* **Extracted records**:
[Start of Attachment]

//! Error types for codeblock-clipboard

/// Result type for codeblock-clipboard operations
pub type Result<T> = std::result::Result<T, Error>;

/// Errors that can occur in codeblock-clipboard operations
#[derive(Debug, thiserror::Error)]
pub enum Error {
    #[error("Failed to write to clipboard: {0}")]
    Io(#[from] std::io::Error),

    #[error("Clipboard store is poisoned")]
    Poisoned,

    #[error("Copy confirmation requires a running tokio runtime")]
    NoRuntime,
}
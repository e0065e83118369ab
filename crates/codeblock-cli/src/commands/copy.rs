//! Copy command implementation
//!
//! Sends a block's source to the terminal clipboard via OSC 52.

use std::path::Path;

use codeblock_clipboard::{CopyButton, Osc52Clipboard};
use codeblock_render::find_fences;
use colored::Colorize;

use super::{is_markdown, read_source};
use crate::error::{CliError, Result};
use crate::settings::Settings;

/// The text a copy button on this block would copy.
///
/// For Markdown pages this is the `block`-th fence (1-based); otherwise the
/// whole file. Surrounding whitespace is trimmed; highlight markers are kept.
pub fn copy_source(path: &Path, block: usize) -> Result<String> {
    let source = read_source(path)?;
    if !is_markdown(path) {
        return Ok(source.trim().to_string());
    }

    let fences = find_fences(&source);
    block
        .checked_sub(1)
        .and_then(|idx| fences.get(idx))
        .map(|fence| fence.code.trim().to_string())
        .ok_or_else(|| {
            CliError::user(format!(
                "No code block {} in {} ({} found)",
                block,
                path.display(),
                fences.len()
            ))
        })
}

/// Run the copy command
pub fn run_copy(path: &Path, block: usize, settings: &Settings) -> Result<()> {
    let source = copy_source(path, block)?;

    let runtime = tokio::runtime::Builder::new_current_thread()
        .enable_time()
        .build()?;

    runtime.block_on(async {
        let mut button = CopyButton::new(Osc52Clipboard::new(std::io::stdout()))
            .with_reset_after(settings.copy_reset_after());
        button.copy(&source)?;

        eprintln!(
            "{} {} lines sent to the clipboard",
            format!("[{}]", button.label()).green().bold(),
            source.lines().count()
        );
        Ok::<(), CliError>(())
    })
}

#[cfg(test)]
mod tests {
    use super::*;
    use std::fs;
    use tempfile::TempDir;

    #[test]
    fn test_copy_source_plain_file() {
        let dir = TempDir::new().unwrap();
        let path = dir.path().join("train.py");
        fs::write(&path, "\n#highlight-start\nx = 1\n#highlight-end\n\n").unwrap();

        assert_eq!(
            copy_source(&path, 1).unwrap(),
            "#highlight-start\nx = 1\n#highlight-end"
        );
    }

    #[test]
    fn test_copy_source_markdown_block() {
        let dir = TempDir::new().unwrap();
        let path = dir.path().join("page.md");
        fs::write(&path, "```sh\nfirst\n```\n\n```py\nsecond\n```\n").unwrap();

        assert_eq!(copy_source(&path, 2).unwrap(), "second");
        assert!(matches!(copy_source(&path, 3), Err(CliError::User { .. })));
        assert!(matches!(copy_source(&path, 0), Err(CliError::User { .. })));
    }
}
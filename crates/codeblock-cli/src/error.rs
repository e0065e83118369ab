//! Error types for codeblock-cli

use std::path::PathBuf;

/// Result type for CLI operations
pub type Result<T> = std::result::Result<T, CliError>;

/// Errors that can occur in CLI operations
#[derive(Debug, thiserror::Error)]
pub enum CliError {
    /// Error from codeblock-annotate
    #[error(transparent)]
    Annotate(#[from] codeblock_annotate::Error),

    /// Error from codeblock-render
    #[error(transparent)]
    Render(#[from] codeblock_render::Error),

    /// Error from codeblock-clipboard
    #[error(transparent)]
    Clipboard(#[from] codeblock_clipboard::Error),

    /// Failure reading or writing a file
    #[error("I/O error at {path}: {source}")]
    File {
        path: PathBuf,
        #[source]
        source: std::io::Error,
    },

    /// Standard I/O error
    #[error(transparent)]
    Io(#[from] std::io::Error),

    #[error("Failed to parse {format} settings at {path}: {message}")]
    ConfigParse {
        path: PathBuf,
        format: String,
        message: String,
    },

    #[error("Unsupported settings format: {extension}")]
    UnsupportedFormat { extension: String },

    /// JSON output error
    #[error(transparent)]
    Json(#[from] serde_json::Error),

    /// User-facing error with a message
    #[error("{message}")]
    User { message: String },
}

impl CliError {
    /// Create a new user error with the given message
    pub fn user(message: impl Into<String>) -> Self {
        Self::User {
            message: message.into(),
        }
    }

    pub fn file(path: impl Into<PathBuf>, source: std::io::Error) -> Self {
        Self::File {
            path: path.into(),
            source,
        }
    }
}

[End of Attachment]

* **YOUR TASK**: Lines that contain "filename" are to be copied from the records above.

* **EXPECTED OUTPUT**:
filename crates/codeblock-cli/src/commands/copy.rs
filename crates/codeblock-cli/src/error.rs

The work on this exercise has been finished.